Anthologies are collections of multiple short works by different writers. Many libraries and other cultural organizations publish anthologies to showcase writers in their communities or commemorate a special event. Anthologies can be published as print books, as ebooks, or as both to reach as many readers as possible. See Libraries Publish: How to Start a Magazine, Small Press, Blog, and More for more information including sample budgets, production and distribution considerations, and example anthologies for libraries and other organizations.

Choose a Theme

The most successful, cohesive anthologies revolved around a theme that is important to your writers and readers. You can publish a literary anthology or poems, short stories, or comics in a specific genre. You can also create a local history anthology and pull together local ghost stories, interviews with older community members, or recipes that feature a local delicacy. Nelson Public Library in Victoria, British Columbia published a cookbook of recipes created by local chefs.

During the COVID-19 pandemic, many small publishers have announced plans to create anthologies to chronicle people’s experience during this time. Your library can publish an anthology of work created by patrons during the pandemic, or you can select a different difficult event in the community to document, such as a natural disaster. Osterhout Free Library in Wilkes-Barre, Pennsylvania published a special flood issue of their literary magazine to document how a series of floods impacted their residents.

Compile the Works

To find works for your anthology, you can hold open submissions or commission new works, or you can gather existing works from your archive or the public domain. Libraries Publish explains how to hold open submissions and gives reviews of free and paid submissions management software such as Submittable.

Your submissions page should clearly state:

  • Who can submit
  • How to submit
  • The deadline
  • The permissions the writer is granting you
  • The payment for published work if any
  • An anticipated publication date

Once you have all your works, arrange them so they work together to form a book. Consider juxtaposes shorter works with longer ones to keep reader engaged throughout the anthology.

Write the Introduction

Write an introduction to your anthology to set the stage for the following works. Some anthologies have an introduction written by the anthology editor and a foreword written by someone else to help endorse the book. For example, if you publish an anthology of poems, you may have your city of state’s poet laureate write a foreword to briefly explain the importance of poetry and get readers excited to read the anthology.

Produce the Anthology

The exact steps you take to produce your anthology will depend on whether you plan to create a print book, and ebook, or both. It will also depend on how you plan to distribute your book. For example, you may take different steps to distribute your book for free on your library site than you would to distribute it for payment on Kindle.

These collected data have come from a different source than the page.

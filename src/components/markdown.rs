//! Renders a markdown string into a column of styled text lines, caching
//! the parse with `useMemo` so an unchanged source string is not re-walked
//! every render (spec §3 Supplemented features: "`useMemo` (`Markdown`
//! parse cache)"). Parsing uses `pulldown-cmark`, the teacher's own choice
//! for the ambient markdown-rendering surface.

use pulldown_cmark::{CodeBlockKind, Event, HeadingLevel, Parser, Tag, TagEnd};

use crate::instance::hooks::{Deps, Hooks};
use crate::style::{Attrs, Color, TextStyle};
use crate::vnode::builder::{composite, NodeBuilderMut, ColumnNode, TextNode};
use crate::vnode::{Key, VNode};
use crate::widget::Composite;

#[derive(Debug, Clone, Default)]
struct Line {
    text: String,
    style: TextStyle,
}

fn heading_style(level: HeadingLevel) -> TextStyle {
    let mut style = TextStyle::default().bold();
    if level == HeadingLevel::H1 {
        style = style.color(Color::Cyan);
    }
    style
}

fn parse_lines(source: &str) -> Vec<Line> {
    let mut lines = Vec::new();
    let mut current = String::new();
    let mut current_style = TextStyle::default();
    let mut in_code_block = false;
    let mut list_depth: usize = 0;

    let flush = |lines: &mut Vec<Line>, current: &mut String, style: &TextStyle| {
        if !current.is_empty() {
            lines.push(Line { text: std::mem::take(current), style: style.clone() });
        }
    };

    for event in Parser::new(source) {
        match event {
            Event::Start(Tag::Heading { level, .. }) => {
                flush(&mut lines, &mut current, &current_style);
                current_style = heading_style(level);
            }
            Event::End(TagEnd::Heading(_)) => {
                flush(&mut lines, &mut current, &current_style);
                current_style = TextStyle::default();
            }
            Event::Start(Tag::CodeBlock(CodeBlockKind::Fenced(_) | CodeBlockKind::Indented)) => {
                flush(&mut lines, &mut current, &current_style);
                in_code_block = true;
                current_style = TextStyle::default().color(Color::Rgb(150, 150, 150));
            }
            Event::End(TagEnd::CodeBlock) => {
                flush(&mut lines, &mut current, &current_style);
                in_code_block = false;
                current_style = TextStyle::default();
            }
            Event::Start(Tag::Item) => {
                flush(&mut lines, &mut current, &current_style);
                current.push_str(&"  ".repeat(list_depth.saturating_sub(1)));
                current.push_str("- ");
            }
            Event::End(TagEnd::Item) => flush(&mut lines, &mut current, &current_style),
            Event::Start(Tag::List(_)) => list_depth += 1,
            Event::End(TagEnd::List(_)) => list_depth = list_depth.saturating_sub(1),
            Event::Start(Tag::Strong) => current_style.attrs.insert(Attrs::BOLD),
            Event::End(TagEnd::Strong) => current_style.attrs.remove(Attrs::BOLD),
            Event::Start(Tag::Emphasis) => current_style.attrs.insert(Attrs::ITALIC),
            Event::End(TagEnd::Emphasis) => current_style.attrs.remove(Attrs::ITALIC),
            Event::Start(Tag::Paragraph) | Event::End(TagEnd::Paragraph) => {
                flush(&mut lines, &mut current, &current_style);
            }
            Event::Text(text) | Event::Code(text) => {
                if in_code_block {
                    for line in text.split('\n') {
                        if !current.is_empty() || !line.is_empty() {
                            lines.push(Line { text: line.to_string(), style: current_style.clone() });
                        }
                    }
                } else {
                    current.push_str(&text);
                }
            }
            Event::SoftBreak | Event::HardBreak => {
                flush(&mut lines, &mut current, &current_style);
            }
            Event::Rule => {
                flush(&mut lines, &mut current, &current_style);
                lines.push(Line { text: "---".to_string(), style: TextStyle::default() });
            }
            _ => {}
        }
    }
    flush(&mut lines, &mut current, &current_style);
    lines
}

#[derive(Debug, Clone)]
pub struct MarkdownProps {
    pub source: String,
}

pub struct Markdown;

impl Composite for Markdown {
    type Props = MarkdownProps;

    fn render(&self, props: &Self::Props, hooks: &mut Hooks<'_>) -> crate::error::ZuiResult<VNode> {
        let lines = hooks.use_memo(Deps::new().push(props.source.clone()), || parse_lines(&props.source))?;
        let children = lines
            .iter()
            .map(|line| {
                let mut node = TextNode::new(line.text.clone());
                node = node.text_style(line.style.clone());
                node.build()
            })
            .collect();
        Ok(ColumnNode::new().children(children).build())
    }

    fn name(&self) -> &'static str {
        "Markdown"
    }
}

/// Build a `Markdown` composite vnode that renders `source`, re-parsing
/// only when the source string changes.
#[must_use]
pub fn markdown(source: impl Into<String>, key: Option<Key>) -> VNode {
    composite(std::rc::Rc::new(Markdown), MarkdownProps { source: source.into() }, key)
}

Choose a cover for your anthology that strongly communicates your theme. Nelson Public Library’s cookbook cover features close-ups of gorgeous raw ingredients. You can commission a local artist to create the art for the cover, or you can hire a professional book cove designer to create your cover.

If you don’t already have staff at the library that has produced a book before, consider paying a freelancer or a company to handle the book’s layout and design. Whether you hire help or do the work in-house, consult the Independent Book Publishers Association’s “Checklist for a Professionally Published Book” to make sure your anthology is polished.

Distribute and Promote the Anthology

Before your book is officially published, start promoting it inside and outside the library. Create flyers, displays, and bookmarks to notify patrons of the upcoming anthology. Post information on the book your library’s website and social media. Write pre and post publication press release, and send them to local news outlets. Use MailChimp of a similar email marketing services to market to patrons, and send personalized emails to contributors to keep them aware of the book’s pub date. Plan a book launch event, such as a reception for contributors. Every year, Carnegie Library of Pittsburgh in Pittsburgh, Pennsylvania throws a Teen Media Awards event for contributors to the library’s teen creative writing anthology.

Give a complimentary copy of the anthology to each contributor at your launch event, and remember to mail copies to anyone who could not attend. If you took pre-orders for the book, send out copies as soon after the launch date as possible. If you plan to sell less than 500 print copies, you most likely can handle the distribution yourself. If you think you will sell more than 500 print copies, consider using a book distributor.

Promotion often takes more time than new publishers expect, and future articles on this blog will further explain promotion. Writing and publishing guru Jane Friedman has an extensive archive of free articles on book promotion as well.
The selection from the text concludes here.